- Genre: Family drama
- Created by: Rahul Kumar Tewary
- Developed by: Amirtharaj Muthuselvan
- Starring: Khushbu Tiwari; Mishkat Varma;
- Country of origin: India
- Original language: Hindi
- No. of seasons: 1
- No. of episodes: 156

Production
- Producer: Rahul Kumar Tewary;
- Camera setup: Multi-camera
- Running time: 20–25 minutes
- Production company: Rolling Tales Productions

Original release
- Network: Colors TV
- Release: 29 January – 11 July 2025

= Ram Bhavan =

Indian family drama television series

Ram Bhavan is an Indian Hindi-language television family drama series which aired from 29 January 2025 to 11 July 2025 on Colors TV and streams digitally on JioHotstar. It is produced by Rahul Kumar Tewary under Rolling Tales Productions and stars Khushbu Tiwari and Mishkat Varma. It is an official remake of the Tamil TV series Deivamagal.

== Plot ==
Set in the heart of Prayagraj, Ram Bhavan tells the story of a crumbling mansion that has witnessed decades of family feuds and shifting power dynamics. The show spotlights the clash between Om Vajpayee, a resourceful and ambitious young man, and his cunning sister-in-law, Gayatri, who holds the reins of the family's fortune, as well as Isha, a tenacious woman, navigating her way through life's challenges while battling Gayatri's oppressive rule. Together, Om and Isha take on Gayatri in a battle that threatens to shake the foundations of Ram Bhavan.

== Cast ==
=== Main ===
- Khushbu Rajendra as Isha "Ishu" Mishra Vajpayee: Subhash and Sumitra's daughter, Milli and Anjali's elder sister; Om's wife (2025)
- Mishkat Varma as Om Ramdas Vajpayee: Mrs and Ramdas's second son; Jagdish, Jay and Ragini's brother; Isha's husband (2025)
- Samiksha Jaiswal as Gayatri Vajpayee: Jagdish's wife; Naysa's mother (2025)

=== Recurring ===
- Vijay Kashyap as Ramdas Vajpayee: Jagdish, Jay, Om and Ragini's father
- Hitanshu Jinsi as Dhruv Shukla: Maya's son
- Waseem Mushtaq as Jagdish Vajpayee: Ramdas's eldest son; Gayatri's husband; Naysa's father; Jay, Om, and Ragini's brother
- Aliraza Namdar as Dilip Singh
- Sudesh Berry as Subhash Mishra: Sumitra's husband; Isha's father (Dead)
- Seema Kapoor as Maya Shukla: Dhruv's mother
- Anindita Sinha as Sumitra Subhash Mishra: Subhash's widow; Isha's mother
- Amit Poddar as Jay Vajpayee: Ramdas's son; Jagdish, Om and Ragini's brother
- Srushti Mishra as Ragini Vajpayee: Jagdish, Jay and Om's sister; Ramdas's daughter
- Vikash Tiwari as Murari: Om's friend
- Shalu Shreya as Mala Vajpayee
- Summit Jaiswal as Sunny
- Ajay Chaudhary as Raghvendra Thakur
- Aneri Vajani as Shivani
- Shanu Rao as Sana

== Production ==
=== Casting ===
Mishkat Varma was cast as male lead Om Ramdas Vajpayee.

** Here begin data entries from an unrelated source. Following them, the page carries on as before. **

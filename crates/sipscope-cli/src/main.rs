use std::fs;
use std::path::{Path, PathBuf};
use std::process::ExitCode;

use anyhow::{Context, Result};
use clap::{Args, Parser, Subcommand};
use glob::glob;
use sipscope_core::{
    AnalysisError, AnalysisOptions, CallStatus, CorrelationMode, REQUIRED_COLUMNS, Report,
    SourceError,
};
use tracing::debug;
use tracing_subscriber::EnvFilter;

const LONG_VERSION: &str = concat!(
    env!("CARGO_PKG_VERSION"),
    " (",
    env!("SIPSCOPE_BUILD_COMMIT"),
    " ",
    env!("SIPSCOPE_BUILD_DATE"),
    ")"
);

const EXAMPLES: &str = concat!(
    "Examples:\n",
    "  sipscope log analyse sbc.log -o report.json\n",
    "  sipscope log analyze 'logs/*.txt' --stdout --pretty\n",
    "  sipscope calls analyse pstn_usage.csv --report report.json --list-failures"
);

#[derive(Parser, Debug)]
#[command(name = "sipscope")]
#[command(version, long_version = LONG_VERSION)]
#[command(
    about = "Offline analyzer for SIP signalling logs and PSTN call-record exports.",
    long_about = None,
    after_help = EXAMPLES
)]
struct Cli {
    /// Log debug events to stderr (RUST_LOG overrides)
    #[arg(short, long, global = true)]
    verbose: bool,

    #[command(subcommand)]
    command: Commands,
}

#[derive(Subcommand, Debug)]
enum Commands {
    /// Operations on SIP signalling logs.
    Log {
        #[command(subcommand)]
        command: LogCommands,
    },
    /// Operations on call-record tables (CSV).
    Calls {
        #[command(subcommand)]
        command: CallsCommands,
    },
}

#[derive(Subcommand, Debug)]
enum LogCommands {
    /// Correlate a SIP log into classified calls and write a JSON report.
    #[command(alias = "analyze")]
    #[command(after_help = EXAMPLES)]
    Analyse {
        /// Path to a SIP log file (a glob pattern must match exactly one file)
        input: PathBuf,

        #[command(flatten)]
        output: OutputArgs,

        /// Keep one session context for the whole log instead of one per SID
        #[arg(long)]
        shared_session: bool,

        /// Report sessions still open at end of input as "Incomplete"
        #[arg(long)]
        flush_open: bool,

        /// Stop after N message blocks
        #[arg(long, value_name = "N")]
        max_blocks: Option<usize>,
    },
}

#[derive(Subcommand, Debug)]
enum CallsCommands {
    /// Classify a call-record export and write a JSON report.
    #[command(alias = "analyze")]
    #[command(after_help = EXAMPLES)]
    Analyse {
        /// Path to a .csv call-record export (a glob pattern must match exactly one file)
        input: PathBuf,

        #[command(flatten)]
        output: OutputArgs,
    },
}

#[derive(Args, Debug)]
struct OutputArgs {
    /// Output report path (JSON)
    #[arg(short = 'o', long, required_unless_present = "stdout")]
    report: Option<PathBuf>,

    /// Write JSON report to stdout
    #[arg(long, conflicts_with = "report")]
    stdout: bool,

    /// Pretty-print JSON output
    #[arg(long, conflicts_with = "compact")]
    pretty: bool,

    /// Compact JSON output (default)
    #[arg(long)]
    compact: bool,

    /// Suppress non-error output
    #[arg(long)]
    quiet: bool,

    /// Exit with a non-zero code if any call failed or any row was skipped
    #[arg(long)]
    strict: bool,

    /// List failed calls and skipped rows after analysis
    #[arg(long)]
    list_failures: bool,
}

#[derive(Debug, Clone, Copy)]
enum InputFormat {
    Log,
    Table,
}

impl Commands {
    fn output(&self) -> &OutputArgs {
        match self {
            Commands::Log {
                command: LogCommands::Analyse { output, .. },
            } => output,
            Commands::Calls {
                command: CallsCommands::Analyse { output, .. },
            } => output,
        }
    }
}

fn main() -> ExitCode {
    let cli = Cli::parse();
    init_tracing(cli.verbose, cli.command.output().quiet);

    let result = match cli.command {
        Commands::Log { command } => match command {
            LogCommands::Analyse {
                input,
                output,
                shared_session,
                flush_open,
                max_blocks,
            } => {
                let options = AnalysisOptions {
                    correlation: if shared_session {
                        CorrelationMode::Shared
                    } else {
                        CorrelationMode::PerSession
                    },
                    flush_open_sessions: flush_open,
                    max_blocks,
                };
                cmd_analyse(input, &output, InputFormat::Log, &options)
            }
        },
        Commands::Calls { command } => match command {
            CallsCommands::Analyse { input, output } => cmd_analyse(
                input,
                &output,
                InputFormat::Table,
                &AnalysisOptions::default(),
            ),
        },
    };

    match result {
        Ok(()) => ExitCode::SUCCESS,
        Err(err) => {
            eprintln!("error: {}", err.message);
            if let Some(hint) = err.hint {
                eprintln!("hint: {}", hint);
            }
            ExitCode::from(2)
        }
    }
}

fn init_tracing(verbose: bool, quiet: bool) {
    let default_level = if quiet {
        "error"
    } else if verbose {
        "debug"
    } else {
        "warn"
    };
    tracing_subscriber::fmt()
        .with_env_filter(
            EnvFilter::try_from_default_env().unwrap_or_else(|_| EnvFilter::new(default_level)),
        )
        .with_writer(std::io::stderr)
        .with_target(false)
        .init();
}

#[derive(Debug)]
struct CliError {
    message: String,
    hint: Option<String>,
}

impl CliError {
    fn new(message: impl Into<String>, hint: Option<String>) -> Self {
        Self {
            message: message.into(),
            hint,
        }
    }
}

impl std::fmt::Display for CliError {
    fn fmt(&self, f: &mut std::fmt::Formatter<'_>) -> std::fmt::Result {
        write!(f, "{}", self.message)
    }
}

impl std::error::Error for CliError {}

impl From<anyhow::Error> for CliError {
    fn from(err: anyhow::Error) -> Self {
        CliError::new(format!("{err:#}"), None)
    }
}

impl From<AnalysisError> for CliError {
    fn from(err: AnalysisError) -> Self {
        let hint = match &err {
            AnalysisError::Source(SourceError::NotFound(_)) => {
                Some("check the input path".to_string())
            }
            AnalysisError::Source(SourceError::Csv(_)) => {
                Some("the call table must be a comma-separated file with a header row".to_string())
            }
            AnalysisError::Table(_) => Some(format!(
                "the call table must contain the columns: {}",
                REQUIRED_COLUMNS.join(", ")
            )),
            _ => None,
        };
        CliError::new(format!("analysis failed: {err}"), hint)
    }
}

fn cmd_analyse(
    input: PathBuf,
    output: &OutputArgs,
    format: InputFormat,
    options: &AnalysisOptions,
) -> Result<(), CliError> {
    let resolved_input = resolve_input_path(&input, format)?;
    validate_input_file(&resolved_input, format)?;
    debug!(input = %resolved_input.display(), ?format, "resolved input");
    let report = if output.stdout {
        None
    } else {
        Some(output.report.clone().ok_or_else(|| {
            CliError::new(
                "missing output path",
                Some("use -o/--report or --stdout".to_string()),
            )
        })?)
    };
    if let Some(report_path) = report.as_ref() {
        ensure_distinct_paths(&resolved_input, report_path)?;
    }

    let meta = fs::metadata(&resolved_input)
        .with_context(|| format!("Failed to read input file: {}", resolved_input.display()))?;
    if !meta.is_file() {
        return Err(CliError::new(
            format!("input is not a file: {}", input.display()),
            Some(format.expected().to_string()),
        ));
    }

    let rep = match format {
        InputFormat::Log => sipscope_core::analyze_log_file(&resolved_input, options)?,
        InputFormat::Table => sipscope_core::analyze_table_file(&resolved_input)?,
    };
    let json = serialize_report(&rep, output.pretty, output.compact)?;

    match report {
        None => print!("{}", json),
        Some(report) => {
            if let Some(parent) = report.parent() {
                if !parent.as_os_str().is_empty() {
                    fs::create_dir_all(parent).with_context(|| {
                        format!("Failed to create output directory: {}", parent.display())
                    })?;
                }
            }
            fs::write(&report, json)
                .with_context(|| format!("Failed to write report: {}", report.display()))?;
            if !output.quiet {
                eprintln!("OK: report written -> {}", report.display());
            }
        }
    }

    if output.list_failures && !output.quiet {
        print_failures(&rep);
    }
    if output.strict && has_failures(&rep) {
        return Err(CliError::new(
            "failed calls or skipped rows detected",
            Some("use --list-failures to inspect".to_string()),
        ));
    }
    Ok(())
}

fn ensure_distinct_paths(input: &Path, report_path: &Path) -> Result<(), CliError> {
    let input_abs = fs::canonicalize(input)
        .with_context(|| format!("Failed to resolve input path: {}", input.display()))?;
    let report_dir = match report_path.parent() {
        Some(parent) if !parent.as_os_str().is_empty() => match fs::canonicalize(parent) {
            Ok(dir) => dir,
            // Directory does not exist yet, so the report cannot alias the input.
            Err(_) => return Ok(()),
        },
        _ => fs::canonicalize(".").context("Failed to resolve current directory")?,
    };
    let file_name = report_path.file_name().ok_or_else(|| {
        CliError::new(
            format!("invalid report path: {}", report_path.display()),
            Some("the report path must name a file".to_string()),
        )
    })?;
    if report_dir.join(file_name) == input_abs {
        return Err(CliError::new(
            format!(
                "report path must differ from input: {}",
                report_path.display()
            ),
            Some("choose a different output path".to_string()),
        ));
    }
    Ok(())
}

fn serialize_report(rep: &Report, pretty: bool, compact: bool) -> Result<String, CliError> {
    if pretty && compact {
        return Err(CliError::new(
            "cannot use --pretty and --compact together",
            Some("choose one output format".to_string()),
        ));
    }
    if pretty {
        serde_json::to_string_pretty(rep)
            .context("JSON serialization failed")
            .map_err(Into::into)
    } else {
        serde_json::to_string(rep)
            .context("JSON serialization failed")
            .map_err(Into::into)
    }
}

fn has_failures(rep: &Report) -> bool {
    !rep.skipped_rows.is_empty() || rep.calls.iter().any(|call| call.status == CallStatus::Failure)
}

fn print_failures(rep: &Report) {
    eprintln!("Call failures:");
    for row in &rep.errors {
        let Some(code) = row.status_code.filter(|code| code.class_digit() >= 4) else {
            continue;
        };
        eprintln!("  {} {} ({})", row.error_category, code, row.count);
    }
    if !rep.skipped_rows.is_empty() {
        eprintln!("Skipped rows:");
        for skipped in &rep.skipped_rows {
            eprintln!("  row {}: {}", skipped.row, skipped.reason);
        }
    }
}

impl InputFormat {
    fn expected(self) -> &'static str {
        match self {
            InputFormat::Log => "use a SIP log text file",
            InputFormat::Table => "use a .csv call-record export",
        }
    }
}

fn validate_input_file(input: &Path, format: InputFormat) -> Result<(), CliError> {
    if !input.exists() {
        return Err(CliError::new(
            format!("input file not found: {}", input.display()),
            Some(format.expected().to_string()),
        ));
    }
    if let InputFormat::Table = format {
        let ext = input
            .extension()
            .and_then(|ext| ext.to_str())
            .unwrap_or("")
            .to_ascii_lowercase();
        if ext != "csv" {
            return Err(CliError::new(
                format!("unsupported input format '{}'", input.display()),
                Some("export the call records as .csv".to_string()),
            ));
        }
    }
    Ok(())
}

fn resolve_input_path(input: &Path, format: InputFormat) -> Result<PathBuf, CliError> {
    let pattern = input.to_string_lossy();
    if !is_glob_pattern(&pattern) {
        return Ok(input.to_path_buf());
    }

    let mut matches = Vec::new();
    let paths = glob(&pattern).map_err(|err| {
        CliError::new(
            format!("invalid input pattern '{}'", pattern),
            Some(format!("pattern error: {}", err.msg)),
        )
    })?;
    for entry in paths {
        let path = entry.map_err(|err| {
            CliError::new(
                format!("invalid input pattern '{}'", pattern),
                Some(format!("pattern error: {}", err)),
            )
        })?;
        if path.is_file() {
            matches.push(path);
        }
    }

    if matches.is_empty() {
        return Err(CliError::new(
            format!("no files match pattern '{}'", pattern),
            Some(format!(
                "check the path or quote the pattern; {}",
                format.expected()
            )),
        ));
    }
    if matches.len() > 1 {
        let listed = matches
            .iter()
            .take(3)
            .map(|p| p.display().to_string())
            .collect::<Vec<_>>()
            .join(", ");
        let more = if matches.len() > 3 { ", ..." } else { "" };
        return Err(CliError::new(
            format!(
                "multiple files match pattern '{}' ({} matches); matches: {}{}",
                pattern,
                matches.len(),
                listed,
                more
            ),
            Some("pass a single input file, or run once per file".to_string()),
        ));
    }

    Ok(matches.remove(0))
}

fn is_glob_pattern(input: &str) -> bool {
    input.contains('*') || input.contains('?') || input.contains('[')
}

Khushbu Tiwari was roped in as female lead, Isha Mishra. Samiksha Jaiswal was signed to play the negative lead. Seema Kapoor was cast as Maya Shukla. In May 2025, Ajay Chaudhary entered as Raghvendra Thakur, a politician.

=== Release ===
The promo was released in January 2025 introducing the leads.